If a quadratic equation ax^2 + bx + c = 0, has one complex root a + bi, the other root has to be equal to a – bi.
Here one of the roots is 6 + i, so the other root is 6 – i.
Now 6 – i = a^2 - a + b*i
Equating the real coefficient
a^2 – a = 6
=> a^2 – a – 6 = 0
=> a^2 – 3a + 2a – 6 =0
=> a (a – 3) + 2(a – 3) = 0
=> (a + 2) (a – 3) = 0
So a can be -2 and 3.
Also, equating the imaginary coefficient b = -1
Therefore a is equal to -2 and 3 and b is -1.
If a root of a quadratic is complex, then the other root is also a complex root and it is the conjugate of the first root.
If z1 = 6 + i, then z2 = 6 - i
But, from enunciation, we know that a^2 - a + b*i = 6 - i.
The real parts from both sides are equal, also the imaginary parts are equal.
a^2 - a = 6
We'll subtract 6 both sides:
a^2 - a - 6 = 0
We'll apply quadratic formula:
a1 = [1 + sqrt(1 + 24)]/2
a1 = (1 + 5)/2
a1 = 3
a2 = -2
b = -1
We know that the complex roots of a polynomial always occrs in pairs and the pairs are the conjugates of each other.

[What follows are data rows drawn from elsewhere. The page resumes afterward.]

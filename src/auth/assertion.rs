//! Self-signed identity assertions.
//!
//! The relay holds an Ed25519 signing key bound to its service identity. An assertion is a
//! compact JWS (`header.claims.signature`, each segment base64url without padding) whose
//! claims name the service as both issuer and subject and the relay's canonical URL as
//! audience. Assertions are inputs to the delegated mint flow, never final access tokens.

// crates.io
use base64::{
	Engine,
	engine::general_purpose::{STANDARD, URL_SAFE_NO_PAD},
};
use ed25519_dalek::{Signature, Signer, SigningKey, Verifier, VerifyingKey};
// self
use crate::{
	_prelude::*,
	auth::{MintedToken, TokenSecret},
	error::ConfigError,
};

/// Lifetime of every self-signed assertion.
pub const ASSERTION_LIFETIME: Duration = Duration::seconds(3600);

const HEADER: AssertionHeader<'static> = AssertionHeader { alg: "EdDSA", typ: "JWT" };

/// Errors raised while encoding or checking identity assertions.
#[derive(Debug, ThisError)]
pub enum AssertionError {
	/// Claims or header could not be encoded.
	#[error("Identity assertion could not be encoded.")]
	Encoding(#[from] serde_json::Error),
	/// The compact form does not have three base64url segments.
	#[error("Identity assertion is malformed.")]
	Malformed,
	/// The header names an algorithm other than EdDSA.
	#[error("Identity assertion uses unsupported algorithm `{0}`.")]
	UnsupportedAlgorithm(String),
	/// The signature does not verify under the supplied key.
	#[error("Identity assertion signature is invalid.")]
	BadSignature,
}

#[derive(Serialize, Deserialize)]
struct AssertionHeader<'a> {
	alg: &'a str,
	typ: &'a str,
}

/// Claims carried by an identity assertion. Times are Unix seconds.
#[derive(Clone, Debug, PartialEq, Eq, Serialize, Deserialize)]
pub struct AssertionClaims {
	/// Service identity email.
	pub iss: String,
	/// Same as `iss`; the service asserts its own identity.
	pub sub: String,
	/// Canonical URL of the relay.
	pub aud: String,
	/// Issued-at.
	pub iat: i64,
	/// Expiry (`iat + 3600`).
	pub exp: i64,
}

/// Signed assertion plus the claims it carries.
#[derive(Clone, Debug)]
pub struct IdentityAssertion {
	/// Compact JWS form.
	pub token: TokenSecret,
	/// Decoded claims.
	pub claims: AssertionClaims,
}
impl IdentityAssertion {
	/// Views the assertion as a minted token so it can share the token response shape.
	pub fn to_minted(&self) -> MintedToken {
		let issued_at = OffsetDateTime::from_unix_timestamp(self.claims.iat)
			.unwrap_or(OffsetDateTime::UNIX_EPOCH);
		let ttl = u64::try_from(self.claims.exp - self.claims.iat).unwrap_or_default();

		MintedToken { token: self.token.clone(), issued_at, ttl_seconds: ttl }
	}
}

/// Ed25519 key bound to the service identity that signs assertions.
#[derive(Clone)]
pub struct AssertionSigner {
	issuer: String,
	key: SigningKey,
}
impl AssertionSigner {
	/// Wraps an existing signing key for `issuer`.
	pub fn new(issuer: impl Into<String>, key: SigningKey) -> Self {
		Self { issuer: issuer.into(), key }
	}

	/// Decodes a standard-base64 32-byte Ed25519 seed.
	pub fn from_base64_seed(issuer: impl Into<String>, encoded: &str) -> Result<Self, ConfigError> {
		let bytes = STANDARD.decode(encoded.trim()).map_err(|e| ConfigError::InvalidSigningKey {
			reason: format!("seed is not valid base64: {e}"),
		})?;
		let seed: [u8; 32] = bytes.as_slice().try_into().map_err(|_| {
			ConfigError::InvalidSigningKey {
				reason: format!("seed must be 32 bytes, got {}", bytes.len()),
			}
		})?;

		Ok(Self::new(issuer, SigningKey::from_bytes(&seed)))
	}

	/// Generates a signer with a random key.
	pub fn generate(issuer: impl Into<String>) -> Self {
		let seed: [u8; 32] = rand::random();

		Self::new(issuer, SigningKey::from_bytes(&seed))
	}

	/// Service identity the signer asserts.
	pub fn issuer(&self) -> &str {
		&self.issuer
	}

	/// Public half of the signing key.
	pub fn verifying_key(&self) -> VerifyingKey {
		self.key.verifying_key()
	}

	/// Signs an assertion for `audience` issued at `now`.
	pub fn sign_at(
		&self,
		audience: &Url,
		now: OffsetDateTime,
	) -> Result<IdentityAssertion, AssertionError> {
		let iat = now.unix_timestamp();
		let claims = AssertionClaims {
			iss: self.issuer.clone(),
			sub: self.issuer.clone(),
			aud: audience.to_string(),
			iat,
			exp: iat + ASSERTION_LIFETIME.whole_seconds(),
		};
		let header = URL_SAFE_NO_PAD.encode(serde_json::to_vec(&HEADER)?);
		let payload = URL_SAFE_NO_PAD.encode(serde_json::to_vec(&claims)?);
		let signing_input = format!("{header}.{payload}");
		let signature = self.key.sign(signing_input.as_bytes());
		let token = format!("{signing_input}.{}", URL_SAFE_NO_PAD.encode(signature.to_bytes()));

		Ok(IdentityAssertion { token: TokenSecret::new(token), claims })
	}

	/// Signs an assertion for `audience` using the current clock.
	pub fn sign(&self, audience: &Url) -> Result<IdentityAssertion, AssertionError> {
		self.sign_at(audience, OffsetDateTime::now_utc())
	}
}
impl Debug for AssertionSigner {
	fn fmt(&self, f: &mut Formatter) -> FmtResult {
		f.debug_struct("AssertionSigner")
			.field("issuer", &self.issuer)
			.field("public_key", &hex::encode(self.verifying_key().as_bytes()))
			.finish()
	}
}

/// Checks the signature of a compact assertion and returns its claims.
///
/// Expiry and audience are left to the caller.
pub fn verify_assertion(
	token: &str,
	key: &VerifyingKey,
) -> Result<AssertionClaims, AssertionError> {
	let mut segments = token.split('.');
	let (Some(header), Some(payload), Some(signature), None) =
		(segments.next(), segments.next(), segments.next(), segments.next())
	else {
		return Err(AssertionError::Malformed);
	};
	let decode =
		|segment: &str| URL_SAFE_NO_PAD.decode(segment).map_err(|_| AssertionError::Malformed);
	let header_bytes = decode(header)?;
	let parsed_header: AssertionHeader<'_> = serde_json::from_slice(&header_bytes)?;

	if parsed_header.alg != HEADER.alg {
		return Err(AssertionError::UnsupportedAlgorithm(parsed_header.alg.to_owned()));
	}

	let signature =
		Signature::from_slice(&decode(signature)?).map_err(|_| AssertionError::Malformed)?;

	key.verify(format!("{header}.{payload}").as_bytes(), &signature)
		.map_err(|_| AssertionError::BadSignature)?;

	Ok(serde_json::from_slice(&decode(payload)?)?)
}

#[cfg(test)]
mod tests {
	// crates.io
	use time::macros;
	// self
	use super::*;

	fn audience() -> Url {
		Url::parse("https://relay.example.com/").expect("Audience fixture should parse.")
	}

	#[test]
	fn signed_assertion_carries_service_claims_and_verifies() {
		let signer = AssertionSigner::generate("relay@example.iam");
		let now = macros::datetime!(2025-01-01 00:00 UTC);
		let assertion = signer.sign_at(&audience(), now).expect("Signing should succeed.");
		let claims = verify_assertion(assertion.token.expose(), &signer.verifying_key())
			.expect("Assertion should verify under its own key.");

		assert_eq!(claims, assertion.claims);
		assert_eq!(claims.iss, "relay@example.iam");
		assert_eq!(claims.sub, claims.iss);
		assert_eq!(claims.aud, "https://relay.example.com/");
		assert_eq!(claims.iat, now.unix_timestamp());
		assert_eq!(claims.exp - claims.iat, 3600);
		assert_eq!(assertion.to_minted().ttl_seconds, 3600);
	}

	#[test]
	fn verification_rejects_foreign_keys_and_tampering() {
		let signer = AssertionSigner::generate("relay@example.iam");
		let other = AssertionSigner::generate("relay@example.iam");
		let assertion = signer.sign(&audience()).expect("Signing should succeed.");

		assert!(matches!(
			verify_assertion(assertion.token.expose(), &other.verifying_key()),
			Err(AssertionError::BadSignature)
		));
		assert!(matches!(
			verify_assertion("only.two", &signer.verifying_key()),
			Err(AssertionError::Malformed)
		));
	}

	#[test]
	fn seed_decoding_validates_length() {
		let seed = STANDARD.encode([7_u8; 32]);
		let signer = AssertionSigner::from_base64_seed("relay@example.iam", &seed)
			.expect("A 32-byte seed should decode.");

		assert_eq!(signer.issuer(), "relay@example.iam");
		assert!(!format!("{signer:?}").contains(&seed));
		assert!(matches!(
			AssertionSigner::from_base64_seed("relay@example.iam", &STANDARD.encode([1_u8; 16])),
			Err(ConfigError::InvalidSigningKey { .. })
		));
	}
}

So if x+yi is a complex root of a polynomial, then the conjugate of x+yi is x-yi. Then x-yi is also a root of the polynomial.
In the given, 6+i is a complex root of a quadratic. So 6-i is also a complex root of the quadratic equation. So a^2-b+bi = 6-i.
a^2-2 +bi = 6-i.
We equate the real parts on both sides and similarly equate the imaginary parts on both sides:
=> a^2-a = 6 and b = -1.
a^2-a = 6 => (a-3)(a+2) = 0.
So a = 3, or a = -2.
Therefore a = 3, or a= -2, b = -1.